* **Provided information**
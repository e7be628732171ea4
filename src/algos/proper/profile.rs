use std::{cmp::Ordering, collections::BTreeSet, fmt::Display};

use owo_colors::OwoColorize;
use tracing::trace;

use crate::{automaton::LabelOf, math::Map, prelude::*};

/// Summary of the transitions around a state that still has incoming spontaneous transitions.
/// It is used to estimate how many transitions eliminating the state introduces.
#[derive(Clone, Copy, Debug, PartialEq, Eq, Hash)]
pub struct EpsilonProfile {
    /// The state this profile describes.
    pub state: StateIndex,
    /// Number of incoming spontaneous transitions.
    pub in_sp: usize,
    /// Number of incoming transitions, the initial transition is not counted.
    pub in_total: usize,
    /// Number of outgoing spontaneous transitions.
    pub out_sp: usize,
    /// Number of outgoing transitions, the final transition included.
    pub out_total: usize,
    /// Whether there is a spontaneous loop on the state.
    pub has_loop: bool,
}

impl EpsilonProfile {
    /// Computes the profile of `state` from the current transitions of `aut`, where `one` is
    /// the spontaneous label.
    pub fn of<A: Automaton>(aut: &A, state: StateIndex, one: &LabelOf<A>) -> Self {
        let in_sp = aut.ins_labeled(state, one).count();
        let out_sp = aut.outs_labeled(state, one).count();
        let has_loop = aut
            .outs_labeled(state, one)
            .any(|t| aut.dst_of(t) == state);
        Self {
            state,
            in_sp,
            in_total: aut.ins(state).count(),
            out_sp,
            out_total: aut.all_out(state).count(),
            has_loop,
        }
    }

    /// Upper bound on the number of transitions created when the state is eliminated.
    pub fn cost(&self) -> usize {
        self.in_total * self.out_total
    }
}

impl Ord for EpsilonProfile {
    fn cmp(&self, other: &Self) -> Ordering {
        self.cost()
            .cmp(&other.cost())
            .then(self.has_loop.cmp(&other.has_loop))
            .then(self.out_sp.cmp(&other.out_sp))
            .then(self.state.cmp(&other.state))
            .then_with(|| {
                (self.in_sp, self.in_total, self.out_total).cmp(&(
                    other.in_sp,
                    other.in_total,
                    other.out_total,
                ))
            })
    }
}

impl PartialOrd for EpsilonProfile {
    fn partial_cmp(&self, other: &Self) -> Option<Ordering> {
        Some(self.cmp(other))
    }
}

/// An addressable priority queue of [`EpsilonProfile`]s, at most one per state. The profile
/// that compares smallest is served first: the one whose elimination is expected to create
/// the fewest transitions, preferring states without spontaneous loop.
#[derive(Clone, Debug, Default)]
pub struct ProfileQueue {
    queue: BTreeSet<EpsilonProfile>,
    profiles: Map<StateIndex, EpsilonProfile>,
}

impl ProfileQueue {
    /// Creates an empty queue.
    pub fn new() -> Self {
        Self::default()
    }

    /// Inserts `profile`, replacing the previous profile of the same state if there is one.
    pub fn insert(&mut self, profile: EpsilonProfile) {
        if let Some(old) = self.profiles.insert(profile.state, profile) {
            self.queue.remove(&old);
        }
        self.queue.insert(profile);
    }

    /// The current profile of `state`, if it is queued.
    pub fn profile(&self, state: StateIndex) -> Option<&EpsilonProfile> {
        self.profiles.get(&state)
    }

    /// Replaces the profile of an already queued state and moves it to its new position.
    /// Returns false and does nothing if the state is not queued.
    pub fn update(&mut self, profile: EpsilonProfile) -> bool {
        match self.profiles.get_mut(&profile.state) {
            Some(old) => {
                if *old != profile {
                    trace!("updating profile {:?} to {:?}", old, profile);
                    self.queue.remove(old);
                    self.queue.insert(profile);
                    *old = profile;
                }
                true
            }
            None => false,
        }
    }

    /// Removes and returns the profile with the highest priority.
    pub fn pop(&mut self) -> Option<EpsilonProfile> {
        let top = self.queue.pop_first()?;
        self.profiles.remove(&top.state);
        Some(top)
    }

    /// Number of queued states.
    pub fn len(&self) -> usize {
        self.queue.len()
    }

    /// Whether no state is queued.
    pub fn is_empty(&self) -> bool {
        self.queue.is_empty()
    }

    /// Iterates over the queued profiles in the order in which they would be popped.
    pub fn iter(&self) -> impl Iterator<Item = &EpsilonProfile> + '_ {
        self.queue.iter()
    }
}

impl Display for ProfileQueue {
    fn fmt(&self, f: &mut std::fmt::Formatter<'_>) -> std::fmt::Result {
        let mut builder = tabled::builder::Builder::default();
        builder.push_record(["State", "In \\e", "In", "Out \\e", "Out", "Loop"].map(String::from));
        for p in self.iter() {
            builder.push_record([
                p.state.show().blue().to_string(),
                p.in_sp.show(),
                p.in_total.show(),
                p.out_sp.show(),
                p.out_total.show(),
                p.has_loop.show(),
            ]);
        }
        write!(
            f,
            "{}",
            builder.build().with(tabled::settings::Style::rounded())
        )
    }
}

#[cfg(test)]
mod tests {
    use super::*;

    fn profile(
        state: StateIndex,
        in_total: usize,
        out_total: usize,
        has_loop: bool,
    ) -> EpsilonProfile {
        EpsilonProfile {
            state,
            in_sp: 1,
            in_total,
            out_sp: 0,
            out_total,
            has_loop,
        }
    }

    #[test]
    fn cheapest_state_first() {
        let mut queue = ProfileQueue::new();
        queue.insert(profile(2, 3, 3, false));
        queue.insert(profile(3, 1, 2, true));
        queue.insert(profile(4, 2, 1, false));
        queue.insert(profile(5, 1, 1, false));
        assert_eq!(queue.len(), 4);

        let order: Vec<_> = std::iter::from_fn(|| queue.pop()).map(|p| p.state).collect();
        // 4 and 3 both cost 2, but 3 has a loop
        assert_eq!(order, vec![5, 4, 3, 2]);
        assert!(queue.is_empty());
    }

    #[test]
    fn updates_reposition() {
        let mut queue = ProfileQueue::new();
        queue.insert(profile(2, 1, 1, false));
        queue.insert(profile(3, 2, 2, false));
        assert!(queue.update(profile(2, 5, 5, false)));
        assert!(!queue.update(profile(7, 0, 0, false)));
        assert_eq!(queue.profile(2).map(|p| p.in_total), Some(5));
        assert_eq!(queue.profile(7), None);

        assert_eq!(queue.pop().map(|p| p.state), Some(3));
        assert_eq!(queue.pop().map(|p| p.state), Some(2));
        assert_eq!(queue.profile(2), None);
        assert_eq!(queue.pop(), None);
    }

    #[test]
    fn ties_are_broken_by_spontaneous_outputs_then_index() {
        let mut queue = ProfileQueue::new();
        let mut busy = profile(2, 1, 1, false);
        busy.out_sp = 1;
        queue.insert(busy);
        queue.insert(profile(4, 1, 1, false));
        queue.insert(profile(3, 1, 1, false));
        let order: Vec<_> = queue.iter().map(|p| p.state).collect();
        assert_eq!(order, vec![3, 4, 2]);
        assert!(queue.to_string().contains("Loop"));
    }

    #[test]
    fn profiles_count_transitions() {
        let one = Letter::One;
        let aut = AutomatonBuilder::new(Context::new(NullableSet::of_size(1), B))
            .with_transitions([
                (0, one, true, 1),
                (1, one, true, 1),
                (1, Letter::Char('a'), true, 2),
                (2, one, true, 1),
            ])
            .with_initial(1, true)
            .with_final(1, true)
            .build();
        let p = EpsilonProfile::of(&aut, 3, &one);
        assert_eq!(
            p,
            EpsilonProfile {
                state: 3,
                in_sp: 3,
                in_total: 3,
                out_sp: 1,
                out_total: 3,
                has_loop: true,
            }
        );
        assert_eq!(p.cost(), 9);
    }
}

* **Task description**
Find the lines above that contain the word "derive" and collect them.

* **Solved exercise**
#[derive(Clone, Copy, Debug, PartialEq, Eq, Hash)]
#[derive(Clone, Debug, Default)]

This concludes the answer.